Les moyens de vengeance lui étaient mesurés. Rhumatisant, ankylosé d’un bras, il voulut s’engager, et ne fut pas accepté. Il fallait pourtant agir. Il ne le pouvait que par la pensée. Seul, dans sa maison déserte, avec pour compagnie, sa femme morte, son fils mort, il était, pendant des heures, livré à ses violentes méditations. Comme une bête en cage, qui secoue ses barreaux, elles tournaient furieusement dans le cercle de la guerre, que barraient les tranchées, — attendant pour se ruer et guettant la trouée.
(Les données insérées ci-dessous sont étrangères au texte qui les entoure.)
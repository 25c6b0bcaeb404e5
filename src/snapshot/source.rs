// file: src/snapshot/source.rs
// description: reads from the pre-published local snapshot of each repository
// reference: static tree.json snapshot layout served next to the viewer

use crate::config::SnapshotLocation;
use crate::models::{FileTreeNode, parse_listing};
use crate::repository::encode_path;
use crate::resolver::transport::Transport;
use std::path::PathBuf;
use std::time::Duration;
use tracing::debug;

pub const TREE_FILE: &str = "tree.json";

/// Where the local snapshot lives. Every read failure is reported as a miss.
#[derive(Debug, Clone, PartialEq, Eq, Default)]
pub enum SnapshotSource {
    #[default]
    Disabled,
    Directory(PathBuf),
    Http(String),
}

impl SnapshotSource {
    pub fn from_location(location: Option<&SnapshotLocation>) -> Self {
        match location {
            Some(SnapshotLocation::Directory(path)) => SnapshotSource::Directory(path.clone()),
            Some(SnapshotLocation::Url(base)) => {
                SnapshotSource::Http(base.trim_end_matches('/').to_string())
            }
            None => SnapshotSource::Disabled,
        }
    }

    pub fn is_enabled(&self) -> bool {
        !matches!(self, SnapshotSource::Disabled)
    }

    pub async fn read_markdown(
        &self,
        transport: &dyn Transport,
        repo_id: &str,
        path: &str,
        timeout: Duration,
    ) -> Option<String> {
        let relative = snapshot_path(repo_id, path)?;
        let content = self.read(transport, &relative, timeout).await;
        if content.is_none() {
            debug!("Local file not found: {}, trying cache/API", path);
        }
        content
    }

    pub async fn read_tree(
        &self,
        transport: &dyn Transport,
        repo_id: &str,
        path: &str,
        timeout: Duration,
    ) -> Option<Vec<FileTreeNode>> {
        let tree_path = tree_file_path(path);
        let relative = snapshot_path(repo_id, &tree_path)?;
        let Some(body) = self.read(transport, &relative, timeout).await else {
            debug!(
                "Local file tree not found: {}, trying cache/API",
                if path.is_empty() { "root" } else { path }
            );
            return None;
        };

        match parse_listing(&body) {
            Ok(nodes) => Some(nodes),
            Err(e) => {
                debug!("Ignoring unreadable snapshot tree {}: {}", relative, e);
                None
            }
        }
    }

    async fn read(
        &self,
        transport: &dyn Transport,
        relative: &str,
        timeout: Duration,
    ) -> Option<String> {
        match self {
            SnapshotSource::Disabled => None,
            SnapshotSource::Directory(root) => {
                tokio::fs::read_to_string(root.join(relative)).await.ok()
            }
            SnapshotSource::Http(base) => {
                let url = format!("{}/{}", base, encode_path(relative));
                match transport.get(&url, timeout).await {
                    Ok(response) if response.is_success() => Some(response.body),
                    _ => None,
                }
            }
        }
    }
}

/// `tree.json` for the root, `<dir>/tree.json` for a subdirectory.
pub fn tree_file_path(path: &str) -> String {
    let path = path.trim_matches('/');
    if path.is_empty() {
        TREE_FILE.to_string()
    } else {
        format!("{}/{}", path, TREE_FILE)
    }
}

/// Joins repository id and document path, refusing anything that could
/// escape the snapshot root.
fn snapshot_path(repo_id: &str, path: &str) -> Option<String> {
    let path = path.trim_start_matches('/');
    if path
        .split('/')
        .any(|segment| segment == ".." || segment.contains('\\'))
    {
        debug!("Refusing snapshot path outside repository root: {}", path);
        return None;
    }
    Some(format!("{}/{}", repo_id, path))
}
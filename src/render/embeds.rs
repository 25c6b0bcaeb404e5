// file: src/render/embeds.rs
// description: @youtube[...] and @gist[...] directive recognition
// reference: placeholder elements consumed by the sanitizer's embed extraction

use crate::models::EmbedKind;
use crate::render::escape::escape_attr;
use lazy_static::lazy_static;
use regex::Regex;

lazy_static! {
    static ref DIRECTIVE: Regex =
        Regex::new(r"@(youtube|gist)\[([^\]\s]+)\]").expect("DIRECTIVE regex is valid");
}

pub const VIDEO_CLASS: &str = "youtube-embed-placeholder";
pub const GIST_CLASS: &str = "gist-embed-wrapper";
pub const VIDEO_ID_ATTR: &str = "data-video-id";
pub const GIST_ID_ATTR: &str = "data-gist-id";

#[derive(Debug, Clone, PartialEq, Eq)]
pub enum TextPiece<'a> {
    Text(&'a str),
    Directive(EmbedKind, &'a str),
}

/// Splits text into plain runs and embed directives, in order.
pub fn split_directives(text: &str) -> Vec<TextPiece<'_>> {
    let mut pieces = Vec::new();
    let mut last = 0;

    for caps in DIRECTIVE.captures_iter(text) {
        let (Some(whole), Some(kind), Some(id)) = (caps.get(0), caps.get(1), caps.get(2)) else {
            continue;
        };
        if whole.start() > last {
            pieces.push(TextPiece::Text(&text[last..whole.start()]));
        }
        let kind = match kind.as_str() {
            "youtube" => EmbedKind::Video,
            _ => EmbedKind::Gist,
        };
        pieces.push(TextPiece::Directive(kind, id.as_str()));
        last = whole.end();
    }

    if last < text.len() {
        pieces.push(TextPiece::Text(&text[last..]));
    }
    pieces
}

/// Block placeholder used when a directive stands on its own line.
pub fn block_placeholder(kind: EmbedKind, id: &str) -> String {
    match kind {
        EmbedKind::Video => format!(
            r#"<div class="{}" {}="{}"></div>"#,
            VIDEO_CLASS,
            VIDEO_ID_ATTR,
            escape_attr(id)
        ),
        EmbedKind::Gist => format!(
            r#"<div class="{} my-6" {}="{}"><div class="gist-loading">Loading Gist...</div></div>"#,
            GIST_CLASS,
            GIST_ID_ATTR,
            escape_attr(id)
        ),
    }
}

/// Inline placeholder for a directive inside running text.
pub fn inline_placeholder(kind: EmbedKind, id: &str) -> String {
    let (class, attr) = match kind {
        EmbedKind::Video => (VIDEO_CLASS, VIDEO_ID_ATTR),
        EmbedKind::Gist => (GIST_CLASS, GIST_ID_ATTR),
    };
    format!(
        r#"<span class="{}" {}="{}"></span>"#,
        class,
        attr,
        escape_attr(id)
    )
}

#[cfg(test)]
mod tests {
    use super::*;

    #[test]
    fn test_split_directives() {
        let pieces = split_directives("watch @youtube[abc123] then @gist[octo/9f1e]");
        assert_eq!(
            pieces,
            vec![
                TextPiece::Text("watch "),
                TextPiece::Directive(EmbedKind::Video, "abc123"),
                TextPiece::Text(" then "),
                TextPiece::Directive(EmbedKind::Gist, "octo/9f1e"),
            ]
        );
    }

    #[test]
    fn test_placeholders() {
        assert_eq!(
            block_placeholder(EmbedKind::Video, "abc123"),
            r#"<div class="youtube-embed-placeholder" data-video-id="abc123"></div>"#
        );
        assert!(inline_placeholder(EmbedKind::Gist, "x\"y").contains(r#"data-gist-id="x&quot;y""#));
    }

    #[test]
    fn test_ignores_malformed() {
        assert_eq!(split_directives("@youtube[] @vimeo[x]").len(), 1);
    }
}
Les articles de Clerambault, signalés par les hurleurs de la presse, l’exaspérèrent. Quoi ! on parlait de lui arracher des dents l’os de la haine !… Par le peu qu’il connaissait de Clerambault, déjà, avant la guerre, il ne pouvait le souffrir. L’écrivain lui était antipathique par ses formes d’art nouvelles, et l’homme par son amour de la vie et des hommes, par son idéalisme démocratique, son optimisme un peu benêt, et ses aspirations européennes. Du premier coup d’œil, avec l’instinct du rhumatisant (d’esprit et d’articulations). Vaucoux avait classé Clerambault parmi ceux qui font des courants d’air dans la maison aux portes et fenêtres closes, — la Patrie. La Patrie, comme il l’entendait : pour lui, il n’en était pas d’autre. Il n’eut pas besoin des excitations des journaux pour voir dans l’auteur de l’Appel aux Vivants et du Pardon aux Morts, l’agent de l’ennemi, — l’ennemi.

Et sa fièvre de vengeance, qui se rongeait, se jeta sur cet aliment.